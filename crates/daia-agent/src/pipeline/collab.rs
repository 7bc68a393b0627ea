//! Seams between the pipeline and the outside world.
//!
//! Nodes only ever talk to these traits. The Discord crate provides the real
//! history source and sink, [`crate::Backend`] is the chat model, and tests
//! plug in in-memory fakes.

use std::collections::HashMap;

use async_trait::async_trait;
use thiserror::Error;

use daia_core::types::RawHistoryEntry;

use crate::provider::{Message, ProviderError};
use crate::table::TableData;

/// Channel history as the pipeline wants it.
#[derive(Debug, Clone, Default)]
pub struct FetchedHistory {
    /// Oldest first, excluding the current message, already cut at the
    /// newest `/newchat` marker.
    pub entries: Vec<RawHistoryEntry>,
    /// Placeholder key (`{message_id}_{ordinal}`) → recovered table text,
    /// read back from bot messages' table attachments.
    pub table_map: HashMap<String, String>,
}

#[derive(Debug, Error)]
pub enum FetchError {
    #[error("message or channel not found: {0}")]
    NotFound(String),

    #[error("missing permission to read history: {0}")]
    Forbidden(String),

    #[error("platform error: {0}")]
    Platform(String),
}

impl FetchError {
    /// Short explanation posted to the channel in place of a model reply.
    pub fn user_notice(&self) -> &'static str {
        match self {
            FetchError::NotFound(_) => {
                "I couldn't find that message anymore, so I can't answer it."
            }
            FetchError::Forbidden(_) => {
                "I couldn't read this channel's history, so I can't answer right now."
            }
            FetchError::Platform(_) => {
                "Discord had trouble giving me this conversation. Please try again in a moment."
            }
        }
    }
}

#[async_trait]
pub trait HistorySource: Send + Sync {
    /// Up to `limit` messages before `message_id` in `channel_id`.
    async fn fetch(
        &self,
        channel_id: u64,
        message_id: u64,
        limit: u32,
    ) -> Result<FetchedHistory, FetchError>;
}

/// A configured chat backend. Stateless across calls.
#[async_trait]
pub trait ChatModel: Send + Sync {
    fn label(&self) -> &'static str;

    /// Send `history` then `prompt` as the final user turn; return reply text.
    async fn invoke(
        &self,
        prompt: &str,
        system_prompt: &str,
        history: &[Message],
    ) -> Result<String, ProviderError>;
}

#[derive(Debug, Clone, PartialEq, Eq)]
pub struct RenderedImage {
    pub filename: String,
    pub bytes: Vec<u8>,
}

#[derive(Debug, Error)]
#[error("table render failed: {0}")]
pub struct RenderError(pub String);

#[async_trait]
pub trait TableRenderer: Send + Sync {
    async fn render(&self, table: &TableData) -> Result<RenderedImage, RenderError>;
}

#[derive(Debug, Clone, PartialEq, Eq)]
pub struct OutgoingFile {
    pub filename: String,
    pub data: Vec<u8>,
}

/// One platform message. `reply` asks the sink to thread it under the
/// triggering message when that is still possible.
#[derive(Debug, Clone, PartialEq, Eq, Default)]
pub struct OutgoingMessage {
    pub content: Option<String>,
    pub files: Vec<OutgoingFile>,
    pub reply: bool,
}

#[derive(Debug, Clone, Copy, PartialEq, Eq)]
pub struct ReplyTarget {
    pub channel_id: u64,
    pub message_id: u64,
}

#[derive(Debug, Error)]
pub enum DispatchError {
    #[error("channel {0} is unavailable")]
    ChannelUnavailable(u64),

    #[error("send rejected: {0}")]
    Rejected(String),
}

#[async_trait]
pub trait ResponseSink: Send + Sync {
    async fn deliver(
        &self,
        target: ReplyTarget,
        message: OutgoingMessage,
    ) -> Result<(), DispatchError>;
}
☆ ☆ ☆ ☆ ☆
_Task_
Please be sure to repeat every entry exactly.

_Solution to the problem_
filename crates/daia-agent/src/pipeline/collab.rs
repository 7bc68a393b0627ea
//! Seams between the pipeline and the outside world.
//!
//! Nodes only ever talk to these traits. The Discord crate provides the real
//! history source and sink, [`crate::Backend`] is the chat model, and tests
//! plug in in-memory fakes.

use std::collections::HashMap;

use async_trait::async_trait;
use thiserror::Error;

use daia_core::types::RawHistoryEntry;

use crate::provider::{Message, ProviderError};
use crate::table::TableData;

/// Channel history as the pipeline wants it.
#[derive(Debug, Clone, Default)]
pub struct FetchedHistory {
    /// Oldest first, excluding the current message, already cut at the
    /// newest `/newchat` marker.
    pub entries: Vec<RawHistoryEntry>,
    /// Placeholder key (`{message_id}_{ordinal}`) → recovered table text,
    /// read back from bot messages' table attachments.
    pub table_map: HashMap<String, String>,
}

#[derive(Debug, Error)]
pub enum FetchError {
    #[error("message or channel not found: {0}")]
    NotFound(String),

    #[error("missing permission to read history: {0}")]
    Forbidden(String),

    #[error("platform error: {0}")]
    Platform(String),
}

impl FetchError {
    /// Short explanation posted to the channel in place of a model reply.
    pub fn user_notice(&self) -> &'static str {
        match self {
            FetchError::NotFound(_) => {
                "I couldn't find that message anymore, so I can't answer it."
            }
            FetchError::Forbidden(_) => {
                "I couldn't read this channel's history, so I can't answer right now."
            }
            FetchError::Platform(_) => {
                "Discord had trouble giving me this conversation. Please try again in a moment."
            }
        }
    }
}

#[async_trait]
pub trait HistorySource: Send + Sync {
    /// Up to `limit` messages before `message_id` in `channel_id`.
    async fn fetch(
        &self,
        channel_id: u64,
        message_id: u64,
        limit: u32,
    ) -> Result<FetchedHistory, FetchError>;
}

/// A configured chat backend. Stateless across calls.
#[async_trait]
pub trait ChatModel: Send + Sync {
    fn label(&self) -> &'static str;

    /// Send `history` then `prompt` as the final user turn; return reply text.
    async fn invoke(
        &self,
        prompt: &str,
        system_prompt: &str,
        history: &[Message],
    ) -> Result<String, ProviderError>;
}

#[derive(Debug, Clone, PartialEq, Eq)]
pub struct RenderedImage {
    pub filename: String,
    pub bytes: Vec<u8>,
}

#[derive(Debug, Error)]
#[error("table render failed: {0}")]
pub struct RenderError(pub String);

#[async_trait]
pub trait TableRenderer: Send + Sync {
    async fn render(&self, table: &TableData) -> Result<RenderedImage, RenderError>;
}

#[derive(Debug, Clone, PartialEq, Eq)]
pub struct OutgoingFile {
    pub filename: String,
    pub data: Vec<u8>,
}

/// One platform message. `reply` asks the sink to thread it under the
/// triggering message when that is still possible.
#[derive(Debug, Clone, PartialEq, Eq, Default)]
pub struct OutgoingMessage {
    pub content: Option<String>,
    pub files: Vec<OutgoingFile>,
    pub reply: bool,
}

#[derive(Debug, Clone, Copy, PartialEq, Eq)]
pub struct ReplyTarget {
    pub channel_id: u64,
    pub message_id: u64,
}

#[derive(Debug, Error)]
pub enum DispatchError {
    #[error("channel {0} is unavailable")]
    ChannelUnavailable(u64),

    #[error("send rejected: {0}")]
    Rejected(String),
}

#[async_trait]
pub trait ResponseSink: Send + Sync {
    async fn deliver(
        &self,
        target: ReplyTarget,
        message: OutgoingMessage,
    ) -> Result<(), DispatchError>;
}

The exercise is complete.